Friday, January 17, 2014

Hame Kya Chahiye? What Do We Want?

This is a piece published last year in Seminar Magazine (Delhi) http://www.india-seminar.com/2013/644.htm and republished in Apogee Journal (NY) http://www.apogeejournal.org/issue-two/ that I thought I would share here. First I was going to put up my thoughts on Dhoom 3 (oh yes) but then I figured maybe the first post of 2014 should be something slightly less...that. So. 

Hame Kya Chahiye? What Do We Want?

Hame kya chahiye? Azar chahiye! What do we want? We want chilli paste!

That was not how the chant actually went, of course. The chant was: What do we want? We want freedom! Except the Hindi word for freedom, azad, was very similar to ‘azar’, a sweet and sour chilli paste that flavoured our daily school lunch of rice and dal. So when the person leading the chants yelled, what do we want, we whispered back, we want chilli paste, and collapsed in a heap of laughter.

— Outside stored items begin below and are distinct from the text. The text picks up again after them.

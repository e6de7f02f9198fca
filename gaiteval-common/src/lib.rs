//! # Gaiteval Common Library
//!
//! Shared code for the gait metric evaluation service including:
//! - Domain types (camera angles, sides, session listings, result sets)
//! - Common error types
//! - Configuration loading

pub mod config;
pub mod error;
pub mod types;

pub use error::{Error, Result};
pub use types::{
    AnalysisSession, CameraAngle, FrameSeries, ResultSet, SessionListing, SessionStatus, Side,
};
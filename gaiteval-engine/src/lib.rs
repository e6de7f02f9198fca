//! # Gait Metric Evaluation Engine
//!
//! Turns raw per-session running-gait measurements produced by the
//! vision pipeline into classified, comparable, chartable information:
//!
//! - [`registry`]: acceptability bands and labels per metric, the single
//!   source of truth for all bounds
//! - [`resolver`]: reconciles up to four camera-angle recordings into
//!   one value per metric and side
//! - [`classify`]: buckets a value into ideal / workable / check
//! - [`asymmetry`]: left/right difference scoring
//! - [`summary`]: per-session band tallies
//! - [`history`]: bounded-concurrency aggregation of a user's full
//!   session history into trend series
//! - [`recommend`]: rule-based coaching suggestions
//!
//! Everything except the history fan-out is synchronous and pure; the
//! engine holds no shared mutable state and persists nothing.

pub mod api;
pub mod asymmetry;
pub mod classify;
pub mod error;
pub mod history;
pub mod recommend;
pub mod registry;
pub mod resolver;
pub mod services;
pub mod summary;

pub use crate::error::{ApiError, ApiResult};

use std::sync::Arc;

use axum::Router;
use chrono::{DateTime, Utc};
use tower_http::trace::TraceLayer;

use gaiteval_common::config::EngineConfig;

use crate::history::HistoryAggregator;
use crate::registry::MetricRegistry;
use crate::services::HttpSessionSource;

/// Application state shared across handlers
#[derive(Clone)]
pub struct AppState {
    pub config: Arc<EngineConfig>,
    pub registry: &'static MetricRegistry,
    pub source: Arc<HttpSessionSource>,
    /// Service startup timestamp for uptime tracking
    pub startup_time: DateTime<Utc>,
}

impl AppState {
    pub fn new(config: EngineConfig, source: HttpSessionSource) -> Self {
        Self {
            config: Arc::new(config),
            registry: MetricRegistry::builtin(),
            source: Arc::new(source),
            startup_time: Utc::now(),
        }
    }

    /// Configured catalogue size, falling back to the registry's own
    /// slot count
    pub fn catalogue_slots(&self) -> usize {
        self.config
            .catalogue_slots
            .unwrap_or_else(|| self.registry.slot_count())
    }

    /// Per-request aggregator over the production collaborators
    pub fn aggregator(&self) -> HistoryAggregator<'_, HttpSessionSource> {
        HistoryAggregator::new(
            self.source.as_ref(),
            self.registry,
            self.config.fetch_concurrency,
            self.catalogue_slots(),
        )
    }
}

/// Build the application router
pub fn build_router(state: AppState) -> Router {
    Router::new()
        .merge(api::health_routes())
        .merge(api::report_routes())
        .merge(api::history_routes())
        .layer(TraceLayer::new_for_http())
        .with_state(state)
}
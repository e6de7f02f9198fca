//! HTTP surface tests
//!
//! Drives the router directly with tower's `oneshot`; only endpoints
//! that do not reach the collaborators are exercised here (the
//! aggregation paths are covered against a mock source in
//! `history_aggregation.rs`).

use axum::body::Body;
use axum::http::{Request, StatusCode};
use http_body_util::BodyExt;
use tower::ServiceExt;

use gaiteval_common::config::EngineConfig;
use gaiteval_engine::services::HttpSessionSource;
use gaiteval_engine::{build_router, AppState};

fn test_app() -> axum::Router {
    // Collaborator base URLs are never contacted by these tests
    let config = EngineConfig::default();
    let source = HttpSessionSource::new(&config.session_api_base, &config.storage_base).unwrap();
    build_router(AppState::new(config, source))
}

#[tokio::test]
async fn health_reports_ok() {
    let response = test_app()
        .oneshot(Request::builder().uri("/health").body(Body::empty()).unwrap())
        .await
        .unwrap();

    assert_eq!(response.status(), StatusCode::OK);
    let body = response.into_body().collect().await.unwrap().to_bytes();
    let json: serde_json::Value = serde_json::from_slice(&body).unwrap();
    assert_eq!(json["status"], "ok");
    assert_eq!(json["module"], "gaiteval-engine");
}

#[tokio::test]
async fn unknown_trend_metric_is_404_before_any_fetch() {
    let response = test_app()
        .oneshot(
            Request::builder()
                .uri("/api/users/00000000-0000-0000-0000-000000000000/trend/warp_factor")
                .body(Body::empty())
                .unwrap(),
        )
        .await
        .unwrap();

    assert_eq!(response.status(), StatusCode::NOT_FOUND);
    let body = response.into_body().collect().await.unwrap().to_bytes();
    let json: serde_json::Value = serde_json::from_slice(&body).unwrap();
    assert_eq!(json["error"]["code"], "NOT_FOUND");
}

#[tokio::test]
async fn invalid_frame_angle_is_400() {
    let response = test_app()
        .oneshot(
            Request::builder()
                .uri("/api/sessions/00000000-0000-0000-0000-000000000000/frames/step_rate?angle=sideways")
                .body(Body::empty())
                .unwrap(),
        )
        .await
        .unwrap();

    assert_eq!(response.status(), StatusCode::BAD_REQUEST);
}

#[tokio::test]
async fn malformed_session_id_is_rejected() {
    let response = test_app()
        .oneshot(
            Request::builder()
                .uri("/api/sessions/not-a-uuid/report")
                .body(Body::empty())
                .unwrap(),
        )
        .await
        .unwrap();

    assert_eq!(response.status(), StatusCode::BAD_REQUEST);
}
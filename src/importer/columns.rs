/// Cells that mark the first row as a header (compared trimmed and lowercased).
pub const HEADER_KEYWORDS: &[&str] = &[
    "track",
    "name",
    "artist",
    "album",
    "genre",
    "count",
    "rating",
    "length",
    "total time",
    "play count",
];

/// A column the importer knows how to use.
#[derive(Debug, Clone, Copy, PartialEq, Eq)]
pub enum Field {
    Name,
    Artist,
    Album,
    Genre,
    Count,
    Rating,
    Length,
}

/// Header aliases per field. For each field the aliases are tried in order,
/// and the first header cell containing the alias wins.
pub const FIELD_ALIASES: &[(Field, &[&str])] = &[
    (Field::Name, &["track", "name", "title"]),
    (Field::Artist, &["artist"]),
    (Field::Album, &["album", "album title"]),
    (Field::Genre, &["genre"]),
    (Field::Count, &["count", "play count"]),
    (Field::Rating, &["rating"]),
    (Field::Length, &["length", "total time", "time"]),
];

/// Position of each field in a row. `None` means the input has no such column.
#[derive(Debug, Clone, Copy, PartialEq, Eq)]
pub struct ColumnMap {
    pub name: Option<usize>,
    pub artist: Option<usize>,
    pub album: Option<usize>,
    pub genre: Option<usize>,
    pub count: Option<usize>,
    pub rating: Option<usize>,
    pub length: Option<usize>,
}

impl ColumnMap {
    /// Track, Artist, Album, Genre, Count, Rating, Length
    pub const SEVEN_COLUMNS: ColumnMap = ColumnMap {
        name: Some(0),
        artist: Some(1),
        album: Some(2),
        genre: Some(3),
        count: Some(4),
        rating: Some(5),
        length: Some(6),
    };

    /// Track, Artist, Album, Count, Rating, Length
    pub const SIX_COLUMNS: ColumnMap = ColumnMap {
        name: Some(0),
        artist: Some(1),
        album: Some(2),
        genre: None,
        count: Some(3),
        rating: Some(4),
        length: Some(5),
    };

    pub fn get(&self, field: Field) -> Option<usize> {
        match field {
            Field::Name => self.name,
            Field::Artist => self.artist,
            Field::Album => self.album,
            Field::Genre => self.genre,
            Field::Count => self.count,
            Field::Rating => self.rating,
            Field::Length => self.length,
        }
    }

    fn set(&mut self, field: Field, index: Option<usize>) {
        match field {
            Field::Name => self.name = index,
            Field::Artist => self.artist = index,
            Field::Album => self.album = index,
            Field::Genre => self.genre = index,
            Field::Count => self.count = index,
            Field::Rating => self.rating = index,
            Field::Length => self.length = index,
        }
    }

    /// Map fields by header label using [`FIELD_ALIASES`].
    pub fn from_header<S: AsRef<str>>(header: &[S]) -> Self {
        let lowered: Vec<String> = header
            .iter()
            .map(|c| c.as_ref().trim().to_lowercase())
            .collect();

        let mut map = ColumnMap {
            name: None,
            artist: None,
            album: None,
            genre: None,
            count: None,
            rating: None,
            length: None,
        };
        for (field, aliases) in FIELD_ALIASES {
            map.set(*field, find_column(&lowered, aliases));
        }
        map
    }

    /// Guess the layout of a headerless file from the width of its first row.
    ///
    /// Widths other than 6 fall back to the 7-column layout; rows that don't
    /// fit it end up skipped or with defaulted numbers.
    pub fn positional(width: usize) -> Self {
        match width {
            6 => Self::SIX_COLUMNS,
            7 => Self::SEVEN_COLUMNS,
            other => {
                log::warn!(
                    "First row has {} cells and no header; assuming the 7-column layout",
                    other
                );
                Self::SEVEN_COLUMNS
            }
        }
    }
}

/// How to read the rows: where each field lives and where data begins.
#[derive(Debug, Clone, Copy, PartialEq, Eq)]
pub struct Layout {
    pub columns: ColumnMap,
    pub has_header: bool,
}

impl Layout {
    /// Index of the first data row.
    pub fn data_start(&self) -> usize {
        if self.has_header { 1 } else { 0 }
    }
}

/// True if any cell of `row` is exactly one of [`HEADER_KEYWORDS`].
pub fn is_header<S: AsRef<str>>(row: &[S]) -> bool {
    row.iter().any(|cell| {
        let lower = cell.as_ref().trim().to_lowercase();
        HEADER_KEYWORDS.contains(&lower.as_str())
    })
}

/// Decide the layout from the first non-blank row.
pub fn resolve_layout<S: AsRef<str>>(first_row: &[S]) -> Layout {
    if is_header(first_row) {
        Layout {
            columns: ColumnMap::from_header(first_row),
            has_header: true,
        }
    } else {
        Layout {
            columns: ColumnMap::positional(first_row.len()),
            has_header: false,
        }
    }
}

/// Index of the first cell containing the earliest alias that appears at all.
fn find_column(header: &[String], aliases: &[&str]) -> Option<usize> {
    aliases
        .iter()
        .find_map(|alias| header.iter().position(|cell| cell.contains(alias)))
}

#[cfg(test)]
mod tests {
    use super::*;

    #[test]
    fn test_header_detected_case_insensitively() {
        assert!(is_header(&["TRACK", "x", "y"]));
        assert!(is_header(&[" Play Count "]));
        assert!(is_header(&["Title", "Artist", "Album"]));
    }

    #[test]
    fn test_header_requires_exact_keyword() {
        // "title" is an alias but not a header keyword
        assert!(!is_header(&["Title", "Singer", "Record"]));
        // Substrings of data don't count
        assert!(!is_header(&["Track 01", "The Artists", "Best Album"]));
    }

    #[test]
    fn test_from_header_title_layout() {
        let header = ["Title", "Artist", "Album", "Genre", "Count", "Rating", "Length"];
        assert_eq!(ColumnMap::from_header(&header), ColumnMap::SEVEN_COLUMNS);
    }

    #[test]
    fn test_from_header_itunes_layout() {
        let header = ["Name", "Artist", "Album", "Play Count", "Rating", "Total Time"];
        let map = ColumnMap::from_header(&header);
        assert_eq!(map.name, Some(0));
        assert_eq!(map.artist, Some(1));
        assert_eq!(map.album, Some(2));
        assert_eq!(map.genre, None);
        assert_eq!(map.count, Some(3));
        assert_eq!(map.rating, Some(4));
        assert_eq!(map.length, Some(5));
    }

    #[test]
    fn test_from_header_reordered_columns() {
        let header = ["Genre", "Length", "Album", "Artist", "Track", "Rating", "Count"];
        let map = ColumnMap::from_header(&header);
        assert_eq!(map.genre, Some(0));
        assert_eq!(map.length, Some(1));
        assert_eq!(map.album, Some(2));
        assert_eq!(map.artist, Some(3));
        assert_eq!(map.name, Some(4));
        assert_eq!(map.rating, Some(5));
        assert_eq!(map.count, Some(6));
    }

    #[test]
    fn test_alias_order_beats_column_order() {
        // "name" comes before "track" in the row, but "track" is the earlier alias
        let header = ["Name", "Track", "Artist", "Album"];
        let map = ColumnMap::from_header(&header);
        assert_eq!(map.name, Some(1));
    }

    #[test]
    fn test_alias_matches_substring() {
        let header = ["Song Name", "Lead Artist", "Album Title", "Duration Time"];
        let map = ColumnMap::from_header(&header);
        assert_eq!(map.name, Some(0));
        assert_eq!(map.artist, Some(1));
        assert_eq!(map.album, Some(2));
        assert_eq!(map.length, Some(3));
        assert_eq!(map.count, None);
    }

    #[test]
    fn test_positional_widths() {
        assert_eq!(ColumnMap::positional(7), ColumnMap::SEVEN_COLUMNS);
        assert_eq!(ColumnMap::positional(6), ColumnMap::SIX_COLUMNS);
        assert_eq!(ColumnMap::positional(3), ColumnMap::SEVEN_COLUMNS);
        assert_eq!(ColumnMap::positional(9), ColumnMap::SEVEN_COLUMNS);
    }

    #[test]
    fn test_resolve_layout() {
        let header = resolve_layout(&["Track", "Artist", "Album"]);
        assert!(header.has_header);
        assert_eq!(header.data_start(), 1);

        let data = resolve_layout(&["Song", "Band", "Record", "5", "90", "210"]);
        assert!(!data.has_header);
        assert_eq!(data.data_start(), 0);
        assert_eq!(data.columns, ColumnMap::SIX_COLUMNS);
    }

    #[test]
    fn test_get_matches_fields() {
        let map = ColumnMap::SIX_COLUMNS;
        assert_eq!(map.get(Field::Genre), None);
        assert_eq!(map.get(Field::Length), Some(5));
    }
}
pub mod config;
pub mod db;
pub mod importer;

/// Application name for XDG paths
pub const APP_NAME: &str = "trackdb";

/// Database file created in the working directory by default
pub const DEFAULT_DB_NAME: &str = "trackdb.sqlite";

/// CSV file read by `import` when no path is given
pub const DEFAULT_CSV_NAME: &str = "tracks.csv";
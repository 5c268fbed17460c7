use std::collections::HashSet;
use std::net::{IpAddr, Ipv4Addr, SocketAddr};
use std::time::Duration;

use tokio::task::JoinSet;
use tracing::debug;

use crate::probe::{knock, Knock};

/// Concurrent TCP connect scan of one host that is already known to be alive.
#[derive(Debug, Clone, Copy)]
pub struct PortScanner {
    timeout: Duration,
}

impl PortScanner {
    pub fn new(timeout: Duration) -> Self {
        Self { timeout }
    }

    /// Ports on `addr` that accepted a connection, sorted ascending.
    ///
    /// Every candidate is dialled at once; a refusal is not "open", it only
    /// tells us the host is there.
    pub async fn scan(&self, addr: Ipv4Addr, ports: &[u16]) -> Vec<u16> {
        let mut seen = HashSet::new();
        let mut set = JoinSet::new();
        for &port in ports.iter().filter(|p| seen.insert(**p)) {
            let target = SocketAddr::new(IpAddr::V4(addr), port);
            let timeout = self.timeout;
            set.spawn(async move { (port, knock(target, timeout).await) });
        }

        let mut open = Vec::new();
        while let Some(joined) = set.join_next().await {
            if let Ok((port, Knock::Open(_))) = joined {
                open.push(port);
            }
        }
        open.sort_unstable();
        debug!("{addr}: open ports {open:?}");
        open
    }
}
use tracing_subscriber::{fmt, layer::SubscriberExt, util::SubscriberInitExt, EnvFilter};

/// Install the global tracing subscriber (compact, stderr).
///
/// `RUST_LOG` takes precedence; otherwise `verbosity` picks the level:
/// 0 = info, 1 = debug, 2+ = trace. A second call is a no-op.
pub fn init(verbosity: u8) {
    let default_level = match verbosity {
        0 => "info",
        1 => "debug",
        _ => "trace",
    };
    let filter = EnvFilter::try_from_default_env().unwrap_or_else(|_| EnvFilter::new(default_level));

    let console = fmt::layer()
        .with_writer(std::io::stderr)
        .with_target(false)
        .compact();

    // Fails only when a subscriber is already installed (tests, embedding).
    let _ = tracing_subscriber::registry()
        .with(filter)
        .with(console)
        .try_init();
}
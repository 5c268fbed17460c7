use std::future::Future;

use tokio::task::JoinHandle;
use tokio_util::sync::CancellationToken;
use tracing::warn;

/// A spawned background loop plus the token that asks it to stop.
///
/// Stopping is two steps: [`TaskHandle::signal`] is cooperative and returns
/// immediately; [`TaskHandle::join`] waits until the task has really exited.
pub struct TaskHandle<T = ()> {
    cancel: CancellationToken,
    task: JoinHandle<T>,
}

impl<T: Send + 'static> TaskHandle<T> {
    /// Spawn `body` with a fresh token it is expected to watch.
    pub fn spawn<F, Fut>(body: F) -> Self
    where
        F: FnOnce(CancellationToken) -> Fut,
        Fut: Future<Output = T> + Send + 'static,
    {
        let cancel = CancellationToken::new();
        let task = tokio::spawn(body(cancel.clone()));
        Self { cancel, task }
    }

    pub fn token(&self) -> CancellationToken {
        self.cancel.clone()
    }

    pub fn signal(&self) {
        self.cancel.cancel();
    }

    pub fn is_finished(&self) -> bool {
        self.task.is_finished()
    }

    /// Wait for the task to exit. `None` if it panicked.
    pub async fn join(mut self) -> Option<T> {
        self.wait().await
    }

    /// Like [`TaskHandle::join`] but borrows the handle, so dropping the
    /// returned future leaves the task running and still owned here. Must
    /// not be called again once it has returned.
    pub async fn wait(&mut self) -> Option<T> {
        match (&mut self.task).await {
            Ok(out) => Some(out),
            Err(e) => {
                warn!("background task ended abnormally: {e}");
                None
            }
        }
    }

    /// Signal, then join.
    pub async fn shutdown(self) -> Option<T> {
        self.signal();
        self.join().await
    }
}

#[cfg(test)]
mod tests {
    use super::*;
    use std::sync::atomic::{AtomicBool, Ordering};
    use std::sync::Arc;
    use std::time::Duration;

    #[tokio::test]
    async fn shutdown_waits_for_the_body_to_finish() {
        let exited = Arc::new(AtomicBool::new(false));
        let flag = exited.clone();
        let handle = TaskHandle::spawn(|cancel| async move {
            cancel.cancelled().await;
            tokio::time::sleep(Duration::from_millis(20)).await;
            flag.store(true, Ordering::SeqCst);
            7
        });
        assert_eq!(handle.shutdown().await, Some(7));
        assert!(exited.load(Ordering::SeqCst));
    }
}
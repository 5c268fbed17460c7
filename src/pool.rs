use std::future::Future;
use std::sync::Arc;

use tokio::sync::Semaphore;
use tokio::task::JoinSet;
use tracing::warn;

/// Fixed-capacity fan-out: at most `capacity` jobs run at once, and
/// [`WorkerPool::drain`] waits for every job ever spawned.
pub struct WorkerPool {
    capacity: usize,
    permits: Arc<Semaphore>,
    tasks: JoinSet<()>,
}

impl WorkerPool {
    pub fn new(capacity: usize) -> Self {
        let capacity = capacity.clamp(1, Semaphore::MAX_PERMITS);
        Self {
            capacity,
            permits: Arc::new(Semaphore::new(capacity)),
            tasks: JoinSet::new(),
        }
    }

    pub fn capacity(&self) -> usize {
        self.capacity
    }

    /// Jobs currently holding a slot.
    pub fn in_flight(&self) -> usize {
        self.capacity - self.permits.available_permits()
    }

    /// Wait until a slot frees up, then start `job` in it.
    pub async fn spawn<F>(&mut self, job: F)
    where
        F: Future<Output = ()> + Send + 'static,
    {
        let permit = self
            .permits
            .clone()
            .acquire_owned()
            .await
            .expect("worker pool semaphore is never closed");
        self.tasks.spawn(async move {
            let _permit = permit;
            job.await;
        });
        while let Some(done) = self.tasks.try_join_next() {
            log_failure(done);
        }
    }

    /// Wait for every spawned job to finish.
    pub async fn drain(mut self) {
        while let Some(done) = self.tasks.join_next().await {
            log_failure(done);
        }
    }
}

fn log_failure(done: Result<(), tokio::task::JoinError>) {
    if let Err(e) = done {
        warn!("worker task failed: {e}");
    }
}
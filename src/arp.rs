//! Best-effort hardware address lookup from the OS neighbour cache.
//!
//! Nothing here sends packets: a host we just probed is usually in the cache,
//! and when it is not the answer is simply "unknown".

use std::net::Ipv4Addr;
use std::process::Stdio;
use std::sync::{Arc, OnceLock};
use std::time::Duration;

use async_trait::async_trait;
use regex::Regex;
use tokio::process::Command;
use tokio::time;
use tracing::debug;

#[async_trait]
pub trait ArpResolver: Send + Sync {
    /// Upper-case, colon-separated MAC for `addr`, if the cache has one.
    async fn resolve(&self, addr: Ipv4Addr) -> Option<String>;
}

/// Resolver for platforms with no supported neighbour cache.
pub struct NoArp;

#[async_trait]
impl ArpResolver for NoArp {
    async fn resolve(&self, _addr: Ipv4Addr) -> Option<String> {
        None
    }
}

/// Reads `/proc/net/arp` (Linux).
pub struct ProcArp {
    path: String,
}

impl ProcArp {
    pub fn new() -> Self {
        Self {
            path: "/proc/net/arp".into(),
        }
    }
}

impl Default for ProcArp {
    fn default() -> Self {
        Self::new()
    }
}

#[async_trait]
impl ArpResolver for ProcArp {
    async fn resolve(&self, addr: Ipv4Addr) -> Option<String> {
        match tokio::fs::read_to_string(&self.path).await {
            Ok(table) => parse_proc_net_arp(&table, addr),
            Err(e) => {
                debug!("read {}: {e}", self.path);
                None
            }
        }
    }
}

/// Shells out to the `arp` utility (macOS, Windows).
pub struct ArpCommand {
    args: &'static [&'static str],
    timeout: Duration,
}

impl ArpCommand {
    /// `arp -n <ip>`: no DNS, one entry.
    pub fn bsd(timeout: Duration) -> Self {
        Self {
            args: &["-n"],
            timeout,
        }
    }

    /// `arp -a <ip>`.
    pub fn windows(timeout: Duration) -> Self {
        Self {
            args: &["-a"],
            timeout,
        }
    }
}

#[async_trait]
impl ArpResolver for ArpCommand {
    async fn resolve(&self, addr: Ipv4Addr) -> Option<String> {
        let ip = addr.to_string();
        let output = Command::new("arp")
            .args(self.args)
            .arg(&ip)
            .stdin(Stdio::null())
            .stderr(Stdio::null())
            .kill_on_drop(true)
            .output();
        match time::timeout(self.timeout, output).await {
            Ok(Ok(out)) if out.status.success() => {
                parse_arp_output(&String::from_utf8_lossy(&out.stdout), addr)
            }
            Ok(Ok(out)) => {
                debug!("arp {ip}: exit {}", out.status);
                None
            }
            Ok(Err(e)) => {
                debug!("arp {ip}: {e}");
                None
            }
            Err(_) => {
                debug!("arp {ip}: timed out");
                None
            }
        }
    }
}

/// Pick the resolver for the platform we were built for.
pub fn system_resolver(timeout: Duration) -> Arc<dyn ArpResolver> {
    if cfg!(target_os = "linux") {
        Arc::new(ProcArp::new())
    } else if cfg!(target_os = "macos") {
        Arc::new(ArpCommand::bsd(timeout))
    } else if cfg!(target_os = "windows") {
        Arc::new(ArpCommand::windows(timeout))
    } else {
        Arc::new(NoArp)
    }
}

fn mac_regex() -> &'static Regex {
    static MAC: OnceLock<Regex> = OnceLock::new();
    MAC.get_or_init(|| {
        Regex::new(r"(?i)\b(?:[0-9a-f]{1,2}[:-]){5}[0-9a-f]{1,2}\b").expect("MAC pattern is valid")
    })
}

/// Normalize `0:1b:63:a-b-c` style spellings into `00:1B:63:0A:0B:0C`.
fn normalize_mac(raw: &str) -> Option<String> {
    let parts: Vec<String> = raw
        .split([':', '-'])
        .map(|p| format!("{:0>2}", p.to_ascii_uppercase()))
        .collect();
    let mac = parts.join(":");
    if parts.len() != 6 || mac == "00:00:00:00:00:00" || mac == "FF:FF:FF:FF:FF:FF" {
        return None;
    }
    Some(mac)
}

/// Find the MAC for `addr` in `arp` utility output.
///
/// A line only counts when one of its whitespace-separated fields is the
/// address itself (optionally in parentheses, as BSD prints it), so that
/// `10.0.0.1` never matches the entry for `10.0.0.10`.
pub fn parse_arp_output(output: &str, addr: Ipv4Addr) -> Option<String> {
    let ip = addr.to_string();
    output
        .lines()
        .filter(|line| {
            line.split_whitespace()
                .any(|field| field.trim_matches(|c| c == '(' || c == ')') == ip)
        })
        .find_map(|line| mac_regex().find(line).and_then(|m| normalize_mac(m.as_str())))
}

/// Find the MAC for `addr` in the Linux `/proc/net/arp` table.
///
/// Incomplete entries (flags `0x0`) carry an all-zero address and are skipped.
pub fn parse_proc_net_arp(table: &str, addr: Ipv4Addr) -> Option<String> {
    let ip = addr.to_string();
    table.lines().skip(1).find_map(|line| {
        let fields: Vec<&str> = line.split_whitespace().collect();
        match fields.as_slice() {
            [entry_ip, _hw_type, flags, mac, ..] if *entry_ip == ip && *flags != "0x0" => {
                normalize_mac(mac)
            }
            _ => None,
        }
    })
}

#[cfg(test)]
mod tests {
    use super::*;

    const PROC: &str = "\
IP address       HW type     Flags       HW address            Mask     Device
192.168.1.10     0x1         0x2         a4:5e:60:01:02:03     *        wlan0
192.168.1.1      0x1         0x2         00:11:22:33:44:55     *        wlan0
192.168.1.77     0x1         0x0         00:00:00:00:00:00     *        wlan0
";

    #[test]
    fn proc_table_exact_address_match() {
        let ip = Ipv4Addr::new(192, 168, 1, 1);
        assert_eq!(parse_proc_net_arp(PROC, ip).as_deref(), Some("00:11:22:33:44:55"));
        let ip = Ipv4Addr::new(192, 168, 1, 10);
        assert_eq!(parse_proc_net_arp(PROC, ip).as_deref(), Some("A4:5E:60:01:02:03"));
    }

    #[test]
    fn proc_table_skips_incomplete_and_missing() {
        assert_eq!(parse_proc_net_arp(PROC, Ipv4Addr::new(192, 168, 1, 77)), None);
        assert_eq!(parse_proc_net_arp(PROC, Ipv4Addr::new(192, 168, 1, 2)), None);
    }

    #[test]
    fn bsd_output_with_short_octets() {
        let out = "? (192.168.1.20) at 0:1b:63:a:b:c on en0 ifscope [ethernet]\n";
        assert_eq!(
            parse_arp_output(out, Ipv4Addr::new(192, 168, 1, 20)).as_deref(),
            Some("00:1B:63:0A:0B:0C")
        );
    }

    #[test]
    fn windows_table_picks_matching_row_only() {
        let out = "\
Interface: 192.168.1.5 --- 0x4
  Internet Address      Physical Address      Type
  192.168.1.10          aa-bb-cc-dd-ee-10     dynamic
  192.168.1.1           aa-bb-cc-dd-ee-01     dynamic
";
        assert_eq!(
            parse_arp_output(out, Ipv4Addr::new(192, 168, 1, 1)).as_deref(),
            Some("AA:BB:CC:DD:EE:01")
        );
        assert_eq!(parse_arp_output(out, Ipv4Addr::new(192, 168, 1, 5)), None);
    }

    #[test]
    fn linux_arp_no_entry() {
        let out = "192.168.1.99 (192.168.1.99) -- no entry\n";
        assert_eq!(parse_arp_output(out, Ipv4Addr::new(192, 168, 1, 99)), None);
    }
}
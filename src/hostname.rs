use std::net::{IpAddr, Ipv4Addr};
use std::time::Duration;

use async_trait::async_trait;
use dns_lookup::lookup_addr;
use tracing::debug;

#[async_trait]
pub trait HostnameResolver: Send + Sync {
    async fn resolve(&self, addr: Ipv4Addr) -> Option<String>;
}

/// Reverse DNS through the system resolver.
///
/// The lookup is blocking, so it runs on the blocking pool under a timeout;
/// a lookup that outlives the timeout is abandoned, not cancelled.
pub struct ReverseDns {
    timeout: Duration,
}

impl ReverseDns {
    pub fn new(timeout: Duration) -> Self {
        Self { timeout }
    }
}

#[async_trait]
impl HostnameResolver for ReverseDns {
    async fn resolve(&self, addr: Ipv4Addr) -> Option<String> {
        let lookup = tokio::task::spawn_blocking(move || lookup_addr(&IpAddr::V4(addr)));
        match tokio::time::timeout(self.timeout, lookup).await {
            Ok(Ok(Ok(name))) => clean_hostname(&name, addr),
            Ok(Ok(Err(e))) => {
                debug!("reverse lookup {addr}: {e}");
                None
            }
            Ok(Err(e)) => {
                debug!("reverse lookup {addr}: task failed: {e}");
                None
            }
            Err(_) => {
                debug!("reverse lookup {addr}: timed out");
                None
            }
        }
    }
}

/// Strip the root dot; an answer that just echoes the address is no answer.
fn clean_hostname(name: &str, addr: Ipv4Addr) -> Option<String> {
    let name = name.trim().trim_end_matches('.');
    if name.is_empty() || name == addr.to_string() {
        return None;
    }
    Some(name.to_string())
}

The entire Tibetan population of Dharamshala turned out for the march, and the grownups who noticed us pursed their lips, narrowed their eyes. For them, March 10, the Tibetan National Uprising Day, was a sacred political ritual of pain and purification, of remembering, renewing and reclaiming.

For us, teenagers at a Tibetan boarding school, it was a day out of class, a day out in the bazaar. From upper Dharamshala, through Kotwali bazaar to Kachari, the Indian town at the base of the mountain, we marched in long unending lines, with flags and banners. Members of the Tibetan Youth Congress wore headbands saying ‘Rangzen’ and led the chants with bullhorns, and women from the Tibetan Women’s Association wore their signature green chupas and tried to keep order among the people.

Many of our slogans followed in the Indian tradition of sloganeering. We said, Dalai Lama, zindabaad! Jiang Zemin, murdabaad! Long live Dalai Lama. Down with Jiang Zemin. We were all sorry when Li Peng was replaced with Zhu Rongji. Li Peng kutta, maro juta was such a fun slogan; throwing shoes at that dog Zhu Rongji did not scan so well.

There was also, Alu poori tel me, Chini neta jail me! Potatoes and poori in the oil, Chinese leaders in the jail! Did our elders really expect us to shout that slogan with a straight face?

There were others that were more serious, more portentous. Marching through Kotwali bazaar, we shouted, Chini Hindi Bhai Bhai, Yahin Chin ka dhoka hai! Chinese Indian brotherhood, this is China’s betrayal. This was followed with Yaad karo, yaad karo! San unis so basath ko yaad karo! Remember, Remember, Remember the year 1962! When Mao Zedong punctured Nehru’s dreams of a Sino-Indian socialist brotherhood by launching a brief surprise war that ended in a humiliating defeat for India.

The Indians who were our audience – the shopkeepers, tailors, orthodontists, fruit-sellers along the bazaar – did not want to remember. They looked up, distracted, bored, irritated, and then went back to their business. Most people ignored us but some smiled and others scoffed. We glared fiercely at those who scoffed, feeling instantly protective of the adults around us, feeling that the gravity of their pain and sorrow must be acknowledged, if not respected.

Even then, even as we cracked jokes, we understood that it wasn’t comic but tragicomic. We understood that although this ritual could not be undertaken without spectators, its primary audience was not them but ourselves. Looking at the grownups around us – the monks and nuns from their institutions, the shopkeepers and sweater-sellers, the restaurateurs and the travel agents, the activists and the artists – was to see them making vows, affirming to themselves and each other that Yahi hamara naarah hai, Tibbet desh hamara hai! This is our demand, the country of Tibet is ours! Jaan be denge, khoon be denge, Desh ki mitti kabhi na denge! We’ll give our lives, we’ll give our blood, but we’ll never give our land!

How do you not give up something that was already taken? But as I grew up, first in India and then in the United States, I thought I began to see. Edward Said said that exile was the unhealable rift forced between the human being and a native place, between the self and its true home. For an exile, even as this rift can never be bridged, the only possibility of healing remains in trying, always trying to get closer to one’s true home.

One’s true home. My true home. For all the slogans we learned, for all the terms that were handed down to us by our parents’ generation, they were careful to deal in abstractions and not discrete practicalities lest the fracture in our souls gape so wide that we shatter.

But for me, one way of reaching across this rift was precisely to fill in the blanks. Hame kya chahiye? What do we want? What do I want? I want to eat at this shabby little restaurant in Lhasa that only sells alu khatsa; I want His Holiness to be able to rest because he can; I want to go on an ancestral pilgrimage with my parents from Lithang in the East to Kyirong in the West; I want English to actually be my second language; I want to hang out with my brother in the Barkhor bazaar watching people pray or flirt or bargain, and then I want to take a walk along the Kyichu river and write the beginning of a poem.